FRYE, District Judge,
dissenting.
This case deals with the way the State of Montana chooses to handle its dependent mentally retarded adults. Instead of institutionalizing them away from their local communities and providing them with different caretakers for every eight-hour shift, Montana’s policy is to care for its dependent citizens in family-oriented residences in local communities with professional live-in group home parents. Montana has chosen to implement this policy by contracting with private non-profit corporations who, in turn, hire a husband and wife at a fixed monthly salary, which is less than required by the minimum wage/maximum hour provisions of the Fair Labor Standards Act (FLSA). Plaintiff-Appellee, Richland, contends the FLSA does not apply to its husband-and-wife team who serve as live-in, 24-hour-a-day caretakers.
Congress cannot abrogate a state’s authority to make wage decisions for its employees who perform integral-government functions such as fire prevention, police protection, sanitation, public health, and parks and recreation. National League of Cities v. Usery, 426 U.S. 833, 96 S.Ct. 2465, 49 L.Ed.2d 245 (1976). The issues in this case are:
1. Is the care of state dependent mentally retarded adults an integral-government function; and, if so,
2. May employees of a private, non-profit organization who perform this integral-government function be exempted from the minimum wage/maximum hour provisions of the FLSA?
The care of retarded citizens who have no families or others to care for them, or whose families have abdicated their responsibilities to them, or whose families do not have the resources to fulfill their responsibilities to them, has always fallen upon the state. This responsibility is clearly an integral-government function. The more difficult question is whether the ruling in National League of Cities can apply to employees of a private non-profit corporation which has contracted with a state to perform an integral-government function.
Richland is an entity created and supported by the State of Montana to further its policy of providing family homes rather than institutions for mentally retarded adults. The facts are overwhelming that Richland is part and parcel of the State of Montana. Richland did not exist until the State assisted in its formation. It was created for the sole purpose of providing housing, treatment, and training for eight mentally retarded adults for whom Montana has responsibility. After the State caused Richland’s creation, the State provided money to it for the purchase of a home. The State wrote the contract and oversees its performance. Almost all of the money for the support of the disabled adults and for the maintenance of the group home is provided by the State or through federal grants. Richland is in the business of public service and not pecuniary gain.
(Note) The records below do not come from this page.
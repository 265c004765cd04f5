//! Encoded artifact format versioning

use semver::Version;
use serde::{Deserialize, Serialize};
use std::fmt;

/// Format version written by this crate
pub const CURRENT_FORMAT: &str = "1.0.0";

/// Version of the encoded artifact envelope
#[derive(Debug, Clone, PartialEq, Eq, PartialOrd, Ord, Serialize, Deserialize)]
#[serde(transparent)]
pub struct FormatVersion {
    pub version: Version,
}

impl FormatVersion {
    pub fn new(version: Version) -> Self {
        Self { version }
    }

    /// The format this crate writes
    pub fn current() -> Self {
        Self::new(Version::new(1, 0, 0))
    }

    /// Create from a version string, with or without a leading `v`
    pub fn parse(version_str: &str) -> Result<Self, semver::Error> {
        let version_str = version_str.strip_prefix('v').unwrap_or(version_str);
        Ok(Self::new(Version::parse(version_str)?))
    }

    /// Artifacts are readable when the major versions agree
    pub fn is_readable_by(&self, reader: &FormatVersion) -> bool {
        self.version.major == reader.version.major
    }
}

impl Default for FormatVersion {
    fn default() -> Self {
        Self::current()
    }
}

impl fmt::Display for FormatVersion {
    fn fmt(&self, f: &mut fmt::Formatter<'_>) -> fmt::Result {
        write!(f, "v{}", self.version)
    }
}
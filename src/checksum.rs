//! Checksums and content-derived identifiers

use sha2::{Digest, Sha256};
use serde::{Deserialize, Serialize};
use std::fmt;

/// Prefix shared by model stream identifiers
pub const STREAM_ID_PREFIX: &str = "kjzl6hvfrbw6c";

/// SHA256 checksum of artifact content
#[derive(Debug, Clone, PartialEq, Eq, Hash, Serialize, Deserialize)]
pub struct Checksum(String);

impl Checksum {
    /// Compute checksum from raw bytes
    pub fn from_bytes(data: &[u8]) -> Self {
        let hash = Sha256::digest(data);
        Self(format!("{:x}", hash))
    }

    /// Compute checksum from a string
    pub fn from_text(content: &str) -> Self {
        Self::from_bytes(content.as_bytes())
    }

    /// Compute checksum from a serializable value (compact JSON)
    pub fn from_json<T: Serialize>(value: &T) -> serde_json::Result<Self> {
        let canonical = serde_json::to_string(value)?;
        Ok(Self::from_text(&canonical))
    }

    /// Get the hex string representation
    pub fn as_str(&self) -> &str {
        &self.0
    }

    /// Verify that a serializable value matches this checksum
    pub fn verify_json<T: Serialize>(&self, value: &T) -> bool {
        Self::from_json(value).map(|c| c == *self).unwrap_or(false)
    }
}

impl fmt::Display for Checksum {
    fn fmt(&self, f: &mut fmt::Formatter<'_>) -> fmt::Result {
        write!(f, "{}", self.0)
    }
}

impl From<String> for Checksum {
    fn from(s: String) -> Self {
        Self(s)
    }
}

/// Deterministic stream identifier for a model, derived from its name and the
/// resolved text of its definition.
pub fn model_stream_id(name: &str, definition: &str) -> String {
    let mut hasher = Sha256::new();
    hasher.update(name.as_bytes());
    hasher.update([0u8]);
    hasher.update(definition.as_bytes());
    let digest = format!("{:x}", hasher.finalize());
    format!("{}{}", STREAM_ID_PREFIX, &digest[..50])
}
//! Build planning
//!
//! Computes the order schema files are compiled in. The default plan orders
//! files so every file comes after the files declaring the models it
//! references, breaking ties by path; the listing plan keeps plain path
//! order and leaves forward references to the build to report.

use std::cmp::Reverse;
use std::collections::{BTreeMap, BinaryHeap};
use std::path::PathBuf;

use petgraph::algo::kosaraju_scc;
use petgraph::graph::{DiGraph, NodeIndex};
use petgraph::Direction;
use serde::{Deserialize, Serialize};
use tracing::{debug, info};

use crate::collect::scan_file;
use crate::error::{ComposeError, Result};
use crate::resolver::{referenced_models, suggest};
use crate::schema::SchemaFile;

/// How the build order is chosen
#[derive(Debug, Clone, Copy, Default, PartialEq, Eq, Serialize, Deserialize)]
#[serde(rename_all = "lowercase")]
pub enum BuildOrder {
    /// Dependencies first, path order among independent files
    #[default]
    Dependency,
    /// Path order as listed
    Listing,
}

impl std::str::FromStr for BuildOrder {
    type Err = String;

    fn from_str(s: &str) -> std::result::Result<Self, Self::Err> {
        match s {
            "dependency" => Ok(BuildOrder::Dependency),
            "listing" => Ok(BuildOrder::Listing),
            other => Err(format!("unknown build order '{}'", other)),
        }
    }
}

/// Ordered files ready for the orchestrator
#[derive(Debug, Clone)]
pub struct BuildPlan {
    pub files: Vec<SchemaFile>,
    /// Model name → file declaring it
    pub declared: BTreeMap<String, PathBuf>,
}

impl BuildPlan {
    pub fn paths(&self) -> Vec<&PathBuf> {
        self.files.iter().map(|f| &f.path).collect()
    }
}

/// Order `files` for compilation.
///
/// Fails on unparsable files, models declared twice, placeholders naming a
/// model no file declares and, for [`BuildOrder::Dependency`], reference
/// cycles between files.
pub fn plan_build(mut files: Vec<SchemaFile>, order: BuildOrder) -> Result<BuildPlan> {
    files.sort_by(|a, b| a.path.cmp(&b.path));

    let mut declared: BTreeMap<String, PathBuf> = BTreeMap::new();
    let mut owner: BTreeMap<String, usize> = BTreeMap::new();
    for (idx, file) in files.iter().enumerate() {
        let scan = scan_file(file)?;
        for model in scan.models {
            if let Some(first) = declared.get(&model.name) {
                return Err(ComposeError::DuplicateModel {
                    model: model.name,
                    first: first.clone(),
                    second: file.path.clone(),
                });
            }
            declared.insert(model.name.clone(), file.path.clone());
            owner.insert(model.name, idx);
        }
    }

    let mut graph: DiGraph<usize, ()> = DiGraph::new();
    let nodes: Vec<NodeIndex> = (0..files.len()).map(|idx| graph.add_node(idx)).collect();
    for (idx, file) in files.iter().enumerate() {
        for model in referenced_models(&file.content) {
            let Some(&from) = owner.get(&model) else {
                return Err(ComposeError::ForwardReference {
                    file: file.path.clone(),
                    model: model.clone(),
                    suggestion: suggest(&model, declared.keys().map(|k| k.as_str())),
                });
            };
            if from != idx {
                debug!(from = %files[from].path.display(), to = %file.path.display(), "file dependency");
                graph.update_edge(nodes[from], nodes[idx], ());
            }
        }
    }

    let ordered = match order {
        BuildOrder::Listing => (0..files.len()).collect(),
        BuildOrder::Dependency => dependency_order(&graph, &files)?,
    };

    let mut slots: Vec<Option<SchemaFile>> = files.into_iter().map(Some).collect();
    let files: Vec<SchemaFile> = ordered
        .into_iter()
        .filter_map(|idx| slots[idx].take())
        .collect();

    info!(files = files.len(), models = declared.len(), ?order, "planned build");
    Ok(BuildPlan { files, declared })
}

/// Kahn's algorithm, always taking the lowest ready path index
fn dependency_order(graph: &DiGraph<usize, ()>, files: &[SchemaFile]) -> Result<Vec<usize>> {
    let mut in_degree: Vec<usize> = graph
        .node_indices()
        .map(|n| graph.neighbors_directed(n, Direction::Incoming).count())
        .collect();

    let mut ready: BinaryHeap<Reverse<usize>> = in_degree
        .iter()
        .enumerate()
        .filter(|(_, degree)| **degree == 0)
        .map(|(idx, _)| Reverse(idx))
        .collect();

    let mut ordered = Vec::with_capacity(files.len());
    while let Some(Reverse(idx)) = ready.pop() {
        ordered.push(idx);
        for next in graph.neighbors_directed(NodeIndex::new(idx), Direction::Outgoing) {
            let degree = &mut in_degree[next.index()];
            *degree -= 1;
            if *degree == 0 {
                ready.push(Reverse(next.index()));
            }
        }
    }

    if ordered.len() < files.len() {
        let cycle = kosaraju_scc(graph)
            .into_iter()
            .filter(|scc| scc.len() > 1)
            .map(|scc| {
                let mut members: Vec<usize> = scc.iter().map(|n| graph[*n]).collect();
                members.sort_unstable();
                members
            })
            .min()
            .unwrap_or_default();
        return Err(ComposeError::DependencyCycle {
            files: cycle.into_iter().map(|idx| files[idx].path.clone()).collect(),
        });
    }

    Ok(ordered)
}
Were Richland to default in its duties or were the group home parents to abuse or mistreat their charges, Montana would certainly have the duty to intervene because a state cannot contract away its ultimate responsibility for an integral-government function.
*392The application of FLSA will directly affect the relationship between Montana and Richland, as well as between Richland and the group home parents by mandating the wages and hours for the group home parents. If Montana hired the group home parents directly, the FLSA would not apply. The majority’s ruling will displace Montana’s method of carrying out its integral-government function of caring for its mentally disabled citizens by the dictates of the Department of Labor and the FLSA. This opinion is based on these facts and does not mean that states will have the right to haphazardly contract all services to the private sector at a labor rate cheaper than that for equivalent services provided by the private sector exclusively.
CONCLUSION:
Because Richland essentially stands in the position of the State of Montana in providing an integral-government service, and because the minimum wage/maximum hour requirements of the FLSA as applied to Richland constitute direct interference with Montana’s exercise of its sovereignty, I conclude the FLSA does not apply under the rule of National League of Cities.